You see, Glen was disappearing from my life really. He was there but not there, if you know what I mean. The computer was more of a wife than I was. In all sorts of ways, as it turned out. He had a camera thing so people could see him and he could see them when they were talking. The lighting on those things makes everyone look like they are dead. Like zombies. I just left him to it. To his nonsense.

‘What do you do on there all evening?' I'd say, and he'd shrug and say, ‘Just talking to friends. Nothing much.' But he could spend hours doing whatever it was. Hours.

Sometimes I'd wake up in the night and he wouldn't be there, beside me in bed. I could hear the murmur of his voice from the spare room but I knew better than to disturb him. He didn't welcome my company when he was on the computer. When I used to take him a cup of coffee I had to knock before going in. He said I made him jump if I came into the room suddenly. So I'd knock and he'd turn off the screen and take the cup off me.

‘Thanks,' he'd say.

‘Anything interesting on the computer?' I'd ask.

‘No,' he'd answer. ‘Just the usual.' End of conversation.

I never used the computer. It was very much his department.

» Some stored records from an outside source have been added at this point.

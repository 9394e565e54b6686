//! Juggernaut: slow melee tank that turns into a chaotic dasher below half health

use std::f32::consts::{FRAC_PI_2, FRAC_PI_4, PI};

use glam::Vec2;
use serde::{Deserialize, Serialize};

use super::{BossCtx, slide, try_move};
use crate::consts::*;
use crate::sim::actor::{Actor, Direction, HitOutcome};
use crate::sim::effects::ParticleKind;
use crate::sim::grid::Mover;
use crate::sim::projectile::{Owner, Projectile, Variant};
use crate::{angle_between, unit_from_angle};

#[derive(Debug, Clone, Default, PartialEq, Serialize, Deserialize)]
pub struct JuggernautState {
    /// Ticks of halved incoming damage left (granted by ramming the player)
    pub defense_buff: u32,
    /// Counts up to the next glass spear while enraged
    pub special_timer: u32,
    /// Ticks until the next dash re-roll
    pub dash_timer: u32,
    pub dash: Vec2,
}

impl JuggernautState {
    pub fn is_enraged(actor: &Actor) -> bool {
        actor.hp <= actor.max_hp / 2.0
    }
}

/// Aura spiral and glitch squares while waking up
pub(super) fn awakening_particles(actor: &Actor, timer: u32, ctx: &mut BossCtx<'_>) {
    let center = actor.center();
    if timer % 3 == 0 {
        let angle = timer as f32 / 5.0;
        let at = center + unit_from_angle(angle) * 40.0;
        ctx.effects
            .push_particle(at, (center - at) * 0.05, ParticleKind::BossAura, 30);
    }
    if ctx.rng.chance(0.5) {
        let jitter = Vec2::new(ctx.rng.range(-25.0, 25.0), ctx.rng.range(-25.0, 25.0));
        let stage = 5 + ctx.rng.index(5) as u32;
        ctx.effects
            .push_particle(center + jitter, Vec2::ZERO, ParticleKind::Glitch, stage);
    }
}

pub(super) fn update(actor: &mut Actor, state: &mut JuggernautState, ctx: &mut BossCtx<'_>) {
    state.defense_buff = state.defense_buff.saturating_sub(1);

    if ctx.player.is_alive() && actor.rect().overlaps(&ctx.player.rect()) {
        if ctx.hurt_player() == HitOutcome::Hurt {
            ctx.effects.impact(ctx.player.center(), 5);
        }
        state.defense_buff = BOSS_DEFENSE_BUFF_DURATION;
    }

    if JuggernautState::is_enraged(actor) {
        rampage(actor, state, ctx);
    } else if ctx.player.is_alive() {
        track(actor, ctx);
    }

    fire_fan(actor, ctx);
}

/// Glass spear on a long cooldown plus random dashes towards the player
fn rampage(actor: &mut Actor, state: &mut JuggernautState, ctx: &mut BossCtx<'_>) {
    state.special_timer += 1;
    if state.special_timer >= GLASSCANNON_COOLDOWN {
        state.special_timer = 0;
        let angle = angle_between(actor.center(), ctx.player_center());
        ctx.projectiles.push(Projectile::aimed(
            actor.center(),
            angle,
            BOSS_BULLET_SPEED * GLASSCANNON_SPEED_FACTOR,
            Vec2::new(GLASSCANNON_SIZE, GLASSCANNON_SIZE / 3.0),
            Owner::Boss,
            Variant::GlassSpear,
        ));
        log::debug!("Juggernaut fired glass spear");
    }

    state.dash_timer = state.dash_timer.saturating_sub(1);
    if state.dash_timer == 0 {
        state.dash_timer = 20 + (ctx.rng.next_f32() * 30.0) as u32;
        if ctx.player.is_alive() {
            let noise = ctx.rng.range(-0.5, 0.5) * (PI / 1.5);
            let angle = angle_between(actor.center(), ctx.player_center()) + noise;
            state.dash = unit_from_angle(angle) * actor.speed * BOSS_RAGE_SPEED_MULT;
            actor.dir = Direction::dominant(state.dash);
        }
    }

    slide(actor, state.dash, ctx.grid, Mover::Enemy);
}

/// Close the gap on any axis that is more than 10px off
fn track(actor: &mut Actor, ctx: &mut BossCtx<'_>) {
    let gap = ctx.player_center() - actor.center();

    if gap.x.abs() > 10.0 {
        let dx = actor.speed * gap.x.signum();
        if try_move(actor, Vec2::new(dx, 0.0), ctx.grid, Mover::Enemy) {
            actor.dir = if dx > 0.0 { Direction::Right } else { Direction::Left };
        }
    }
    if gap.y.abs() > 10.0 {
        let dy = actor.speed * gap.y.signum();
        if try_move(actor, Vec2::new(0.0, dy), ctx.grid, Mover::Enemy) {
            actor.dir = if dy > 0.0 { Direction::Down } else { Direction::Up };
        }
    }
}

/// Three bullets (center, +-45 degrees) along the dominant axis towards the player
fn fire_fan(actor: &mut Actor, ctx: &mut BossCtx<'_>) {
    if actor.cooldown > 0 {
        actor.cooldown -= 1;
        return;
    }

    let toward = Direction::dominant(ctx.player_center() - actor.center());
    let base = match toward {
        Direction::Right => 0.0,
        Direction::Down => FRAC_PI_2,
        Direction::Left => PI,
        Direction::Up => -FRAC_PI_2,
    };
    for angle in [base, base - FRAC_PI_4, base + FRAC_PI_4] {
        ctx.projectiles.push(Projectile::aimed(
            actor.center(),
            angle,
            BOSS_BULLET_SPEED,
            Vec2::splat(BULLET_SIZE),
            Owner::Boss,
            Variant::Standard,
        ));
    }
    actor.cooldown = BOSS_SHOOT_COOLDOWN;
}

#[cfg(test)]
mod tests {
    use super::*;
    use crate::sim::boss::test_support::Arena;
    use crate::sim::boss::{Boss, BossBrain, IntroState};
    use crate::sim::grid::Tile;
    use crate::sim::rng::SequenceRng;

    fn fighting_boss(pos: Vec2) -> Boss {
        let mut boss = Boss::juggernaut(pos);
        boss.intro = IntroState::Fight;
        boss
    }

    fn state(boss: &Boss) -> &JuggernautState {
        match &boss.brain {
            BossBrain::Juggernaut(s) => s,
            _ => unreachable!(),
        }
    }

    #[test]
    fn test_fires_fan_towards_player() {
        let mut arena = Arena::open();
        let mut boss = fighting_boss(Vec2::new(400.0, 100.0));
        arena.place_player(Vec2::new(424.0, 500.0));
        arena.step(&mut boss);

        assert_eq!(arena.projectiles.len(), 3);
        // Centre shot goes straight down
        let v = arena.projectiles[0].velocity();
        assert!(v.x.abs() < 1e-4 && (v.y - BOSS_BULLET_SPEED).abs() < 1e-4);
        assert_eq!(boss.actor.cooldown, BOSS_SHOOT_COOLDOWN);

        arena.step(&mut boss);
        assert_eq!(arena.projectiles.len(), 3);
    }

    #[test]
    fn test_tracks_on_both_axes() {
        let mut arena = Arena::open();
        let mut boss = fighting_boss(Vec2::new(400.0, 100.0));
        arena.place_player(Vec2::new(200.0, 400.0));
        let before = boss.actor.pos;
        arena.step(&mut boss);
        assert!(boss.actor.pos.x < before.x);
        assert!(boss.actor.pos.y > before.y);
        assert_eq!(boss.actor.dir, Direction::Down);
    }

    #[test]
    fn test_ram_hurts_player_and_grants_defense() {
        let mut arena = Arena::open();
        let mut boss = fighting_boss(Vec2::new(400.0, 100.0));
        arena.place_player(boss.actor.center());
        arena.step(&mut boss);
        assert_eq!(arena.player.hp, PLAYER_MAX_HP - 1.0);
        assert_eq!(state(&boss).defense_buff, BOSS_DEFENSE_BUFF_DURATION);
        assert_eq!(boss.incoming_damage(1.0), 0.5);

        // Still overlapping during invulnerability: no damage, buff refreshed
        arena.step(&mut boss);
        assert_eq!(arena.player.hp, PLAYER_MAX_HP - 1.0);
        assert_eq!(state(&boss).defense_buff, BOSS_DEFENSE_BUFF_DURATION);
    }

    #[test]
    fn test_enraged_dash_and_glass_spear() {
        let mut arena = Arena::open();
        arena.rng = Box::new(SequenceRng::new(vec![0.5]));
        let mut boss = fighting_boss(Vec2::new(400.0, 300.0));
        boss.actor.hp = BOSS_HP / 2.0;
        boss.actor.cooldown = u32::MAX;
        // Player straight to the right; noise is zero at 0.5
        arena.place_player(Vec2::new(700.0, 324.0));

        let before = boss.actor.pos;
        arena.step(&mut boss);
        let dash = state(&boss).dash;
        assert!((dash.x - BOSS_SPEED * BOSS_RAGE_SPEED_MULT).abs() < 1e-4);
        assert!((boss.actor.pos.x - before.x - dash.x).abs() < 1e-4);
        assert_eq!(state(&boss).dash_timer, 35);

        for _ in 1..GLASSCANNON_COOLDOWN {
            arena.step(&mut boss);
        }
        assert!(arena.projectiles.iter().any(|p| p.variant == Variant::GlassSpear));
    }

    #[test]
    fn test_dash_rejects_blocked_axis_only() {
        let mut arena = Arena::open();
        let mut boss = fighting_boss(Vec2::new(400.0, 300.0));
        boss.actor.hp = 1.0;
        boss.actor.cooldown = u32::MAX;
        // Wall directly below the boss
        for x in 12..=14 {
            arena.grid.set_tile(x, 11, Tile::Steel);
        }
        boss.actor.pos.y = 11.0 * TILE_SIZE - BOSS_SIZE;
        if let BossBrain::Juggernaut(s) = &mut boss.brain {
            s.dash = Vec2::new(1.0, 1.0);
            s.dash_timer = 100;
        }
        let before = boss.actor.pos;
        arena.step(&mut boss);
        assert_eq!(boss.actor.pos, before + Vec2::new(1.0, 0.0));
    }
}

But I think I always knew there was something going on in there. That's when I started calling it his nonsense. Meant I could talk about it out loud. He didn't like it being called that, but he couldn't really say anything, could he? It was such a harmless word. Nonsense. Something and nothing. But it wasn't nothing. It was filth. Things that no one should see, let alone pay to look at.